Given the choice, many young people today would opt to stay inside playing with electronic devices or watching TV over a walk, a pick-up game of basketball or a friendly neighborhood hoola hoop competition. Children are becoming increasingly disconnected to the natural world and its many health benefits – both mental and physical. The rise in obesity and mental health issues are direct results of this troubling shift.
With this in mind, Boston-based Appalachian Mountain Club (AMC) launched the Outdoors Rx program in 2013 in collaboration with the MassGeneral Hospital for Children (MGHfC) and piloted the effort in Framingham and Waltham. The program is designed to get overweight youth and their families out of doors so that they may improve their physical and mental well-being while also developing a greater appreciation for the natural world.
How it works: Pediatric health care practitioners issue “prescriptions” for outdoor physical activity to children and teens and AMC then helps families “fill” the prescriptions by providing: free (and frequent) local family outdoor activities led by AMC staff and AMC Chapter “Family Outings” volunteers. AMC offers access to both local outdoor resources and an online community with outdoor adventure recommendations and advice, among other benefits.
Families in these two communities can register online at AMC’s Outdoors Rx website, where they will find a calendar of free, year round AMC-guided local outdoor programs, blogs answering questions on what to do and what to wear, and additional ideas for getting outdoors. Kids can log all of their outdoor time to earn points, which can then be redeemed for outdoor gear.
The pilot was a great success. The programs in Framingham and Waltham served more than 1,200 youth and adults in their first eight months and close to 300 families registered online. Feedback from participant families, most of whom had previously never spent any time using these local outdoor resources, has been positive. One hundred percent of those surveyed say that they plan to come back to future Outdoors Rx activities.

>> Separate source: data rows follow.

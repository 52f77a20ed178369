//! Tolerant typed view of the FHIR resources the crawler reads.
//!
//! Every field is optional or defaults to empty. Explicit JSON `null`s and
//! values of the wrong JSON type read as the default, numbers in text fields
//! read as their decimal text, so one odd field never costs the whole record.

use reqwest::Url;
use serde::{Deserialize, Deserializer, de::DeserializeOwned};
use serde_json::Value;

fn scalar_text(value: Value) -> Option<String> {
    match value {
        Value::String(text) => Some(text),
        Value::Number(number) => Some(number.to_string()),
        Value::Bool(flag) => Some(flag.to_string()),
        _ => None,
    }
}

/// Text field that some servers send as a number or boolean. Objects and
/// arrays read as `None`.
fn lenient_string<'de, D>(deserializer: D) -> Result<Option<String>, D::Error>
where
    D: Deserializer<'de>,
{
    Ok(scalar_text(Value::deserialize(deserializer)?))
}

/// Nested value that reads as its default when it has the wrong shape.
fn lenient<'de, D, T>(deserializer: D) -> Result<T, D::Error>
where
    D: Deserializer<'de>,
    T: Default + DeserializeOwned,
{
    Ok(serde_json::from_value(Value::deserialize(deserializer)?).unwrap_or_default())
}

fn list_items(value: Value) -> Vec<Value> {
    match value {
        Value::Array(items) => items,
        Value::Null => Vec::new(),
        single => vec![single],
    }
}

/// List that may arrive as `null` or as a bare element. Elements with the
/// wrong shape are dropped.
fn lenient_list<'de, D, T>(deserializer: D) -> Result<Vec<T>, D::Error>
where
    D: Deserializer<'de>,
    T: DeserializeOwned,
{
    Ok(list_items(Value::deserialize(deserializer)?)
        .into_iter()
        .filter_map(|item| serde_json::from_value(item).ok())
        .collect())
}

fn lenient_string_list<'de, D>(deserializer: D) -> Result<Vec<String>, D::Error>
where
    D: Deserializer<'de>,
{
    Ok(list_items(Value::deserialize(deserializer)?)
        .into_iter()
        .filter_map(scalar_text)
        .collect())
}

/// A referenced resource kind that can be fetched and cached on its own.
pub trait FhirEntity: DeserializeOwned {
    const RESOURCE_TYPE: &'static str;
}

#[derive(Debug, Clone, Default, Deserialize)]
pub struct Bundle {
    #[serde(default, deserialize_with = "lenient_list")]
    pub entry: Vec<BundleEntry>,
    #[serde(default, deserialize_with = "lenient_list")]
    pub link: Vec<BundleLink>,
}

#[derive(Debug, Clone, Default, Deserialize)]
pub struct BundleEntry {
    #[serde(default)]
    pub resource: Option<Value>,
}

#[derive(Debug, Clone, Default, Deserialize)]
pub struct BundleLink {
    #[serde(default, deserialize_with = "lenient_string")]
    pub relation: Option<String>,
    #[serde(default, deserialize_with = "lenient_string")]
    pub url: Option<String>,
}

impl Bundle {
    pub fn next_link(&self) -> Option<&str> {
        self.link
            .iter()
            .find(|link| link.relation.as_deref() == Some("next"))
            .and_then(|link| link.url.as_deref())
            .map(str::trim)
            .filter(|url| !url.is_empty())
    }
}

impl BundleEntry {
    pub fn resource_type(&self) -> Option<&str> {
        self.resource.as_ref()?.get("resourceType")?.as_str()
    }
}

#[derive(Debug, Clone, Default, Deserialize)]
pub struct Reference {
    #[serde(default, deserialize_with = "lenient_string")]
    pub reference: Option<String>,
}

impl Reference {
    pub fn as_str(&self) -> &str {
        self.reference.as_deref().unwrap_or("")
    }
}

/// A reference slot that upstream servers sometimes send as a list even when
/// the resource definition allows only one.
#[derive(Debug, Clone, Deserialize)]
#[serde(untagged)]
pub enum ReferenceField {
    Many(Vec<Reference>),
    One(Reference),
}

impl ReferenceField {
    pub fn references(&self) -> &[Reference] {
        match self {
            ReferenceField::One(reference) => std::slice::from_ref(reference),
            ReferenceField::Many(references) => references,
        }
    }
}

#[derive(Debug, Clone, Default, Deserialize)]
pub struct Extension {
    #[serde(default, deserialize_with = "lenient_string")]
    pub url: Option<String>,
    #[serde(default, rename = "valueReference", deserialize_with = "lenient")]
    pub value_reference: Option<Reference>,
}

#[derive(Debug, Clone, Default, Deserialize)]
pub struct Coding {
    #[serde(default, deserialize_with = "lenient_string")]
    pub system: Option<String>,
    #[serde(default, deserialize_with = "lenient_string")]
    pub code: Option<String>,
    #[serde(default, deserialize_with = "lenient_string")]
    pub display: Option<String>,
}

#[derive(Debug, Clone, Default, Deserialize)]
pub struct CodeableConcept {
    #[serde(default, deserialize_with = "lenient_list")]
    pub coding: Vec<Coding>,
}

#[derive(Debug, Clone, Default, Deserialize)]
pub struct ContactPoint {
    #[serde(default, deserialize_with = "lenient_string")]
    pub system: Option<String>,
    #[serde(default, deserialize_with = "lenient_string")]
    pub value: Option<String>,
    #[serde(default, rename = "use", deserialize_with = "lenient_string")]
    pub contact_use: Option<String>,
}

#[derive(Debug, Clone, Default, Deserialize)]
pub struct Address {
    #[serde(default, deserialize_with = "lenient_string_list")]
    pub line: Vec<String>,
    #[serde(default, deserialize_with = "lenient_string")]
    pub city: Option<String>,
    #[serde(default, deserialize_with = "lenient_string")]
    pub state: Option<String>,
    #[serde(default, rename = "postalCode", deserialize_with = "lenient_string")]
    pub postal_code: Option<String>,
}

#[derive(Debug, Clone, Default, Deserialize)]
pub struct PractitionerRole {
    #[serde(default, deserialize_with = "lenient_string")]
    pub id: Option<String>,
    #[serde(default, deserialize_with = "lenient")]
    pub practitioner: Option<ReferenceField>,
    #[serde(default, deserialize_with = "lenient")]
    pub organization: Option<Reference>,
    #[serde(default, deserialize_with = "lenient_list")]
    pub location: Vec<Reference>,
    #[serde(default, deserialize_with = "lenient_list")]
    pub specialty: Vec<CodeableConcept>,
    #[serde(default, deserialize_with = "lenient_list")]
    pub telecom: Vec<ContactPoint>,
    #[serde(default, deserialize_with = "lenient_list")]
    pub extension: Vec<Extension>,
}

impl PractitionerRole {
    pub fn id(&self) -> &str {
        self.id.as_deref().unwrap_or("")
    }

    pub fn practitioner_references(&self) -> &[Reference] {
        self.practitioner
            .as_ref()
            .map(ReferenceField::references)
            .unwrap_or(&[])
    }
}

#[derive(Debug, Clone, Default, Deserialize)]
pub struct Identifier {
    #[serde(default, rename = "type", deserialize_with = "lenient")]
    pub identifier_type: Option<CodeableConcept>,
    #[serde(default, deserialize_with = "lenient_string")]
    pub value: Option<String>,
}

#[derive(Debug, Clone, Default, Deserialize)]
pub struct HumanName {
    #[serde(default, deserialize_with = "lenient_string")]
    pub family: Option<String>,
    #[serde(default, deserialize_with = "lenient_string_list")]
    pub given: Vec<String>,
}

#[derive(Debug, Clone, Default, Deserialize)]
pub struct Practitioner {
    #[serde(default, deserialize_with = "lenient_list")]
    pub identifier: Vec<Identifier>,
    #[serde(default, deserialize_with = "lenient_list")]
    pub name: Vec<HumanName>,
}

#[derive(Debug, Clone, Default, Deserialize)]
pub struct Organization {
    #[serde(default, deserialize_with = "lenient_string")]
    pub name: Option<String>,
    #[serde(default, rename = "type", deserialize_with = "lenient_list")]
    pub org_type: Vec<CodeableConcept>,
    #[serde(default, deserialize_with = "lenient_list")]
    pub address: Vec<Address>,
}

#[derive(Debug, Clone, Default, Deserialize)]
pub struct Location {
    #[serde(default, deserialize_with = "lenient_string")]
    pub name: Option<String>,
    #[serde(default, deserialize_with = "lenient_string")]
    pub status: Option<String>,
    #[serde(default, deserialize_with = "lenient")]
    pub address: Option<Address>,
}

impl FhirEntity for Practitioner {
    const RESOURCE_TYPE: &'static str = "Practitioner";
}

impl FhirEntity for Organization {
    const RESOURCE_TYPE: &'static str = "Organization";
}

impl FhirEntity for Location {
    const RESOURCE_TYPE: &'static str = "Location";
}

/// Id of a `"<Type>/<id>"` reference, or `None` when the type prefix does not
/// match or the id is empty. The id is everything after the last `/`.
pub fn reference_id<'a>(reference: &'a str, resource_type: &str) -> Option<&'a str> {
    let rest = reference.strip_prefix(resource_type)?.strip_prefix('/')?;
    let id = rest.rsplit('/').next().unwrap_or(rest);
    (!id.is_empty()).then_some(id)
}

/// Joins a relative reference such as `Organization/123` onto a normalized base URL.
pub fn resolve_url(base_url: &Url, relative: &str) -> Option<Url> {
    base_url.join(relative).ok()
}
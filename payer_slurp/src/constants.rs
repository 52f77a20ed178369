pub const FHIR_JSON_MEDIA_TYPE: &str = "application/fhir+json";
pub const PRIMARY_COLLECTION: &str = "PractitionerRole";
pub const NETWORK_REFERENCE_EXTENSION_URL: &str =
    "http://hl7.org/fhir/us/davinci-pdex-plan-net/StructureDefinition/network-reference";

pub const DEFAULT_PAGE_SIZE: usize = 100;
pub const DEFAULT_TEST_LIMIT: usize = 100;
pub const DEFAULT_MAX_RETRIES: u32 = 3;
pub const DEFAULT_TIMEOUT_SECONDS: u64 = 30;

pub const DEFAULT_PAYERS_CSV: &str = "good_payer_endpoints.csv";
pub const DEFAULT_OUTPUT_DIR: &str = "payer_slurp_results";
pub const DEFAULT_TEST_OUTPUT_DIR: &str = "payer_slurp_test_results";

pub const USER_AGENT: &str = "payer-network-slurp/0.1";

A recent article in the Boston Globe profiled the program’s impact at the Pelham Apartment complex in Framingham where AMC staff led outdoor activities for young residents every Monday during the school year. The program is continuing this summer with 30 children participating.
“Our goal is to reach as many kids as we can,” said Pam Hess, AMC’s director of youth engagement. Hess was recently acknowledged as a White House “Champion of Change” for engaging the next generation of conservation leaders.
The Outdoors Rx pilot employed a full-time AMC staff person in each community, supplemented by a growing corps of volunteers. AMC recognized that this model would not be sustainable long-term but wanted to first test the approach to see if families would actually utilize the physician’s prescription. After receiving the favorable reviews, AMC sought funding to create a strategic business plan.
AMC will use a $25,000 grant from the Sudbury Foundation to hire a consulting firm to help the agency develop the strategy to sustain the program and eventually replicate it throughout New England.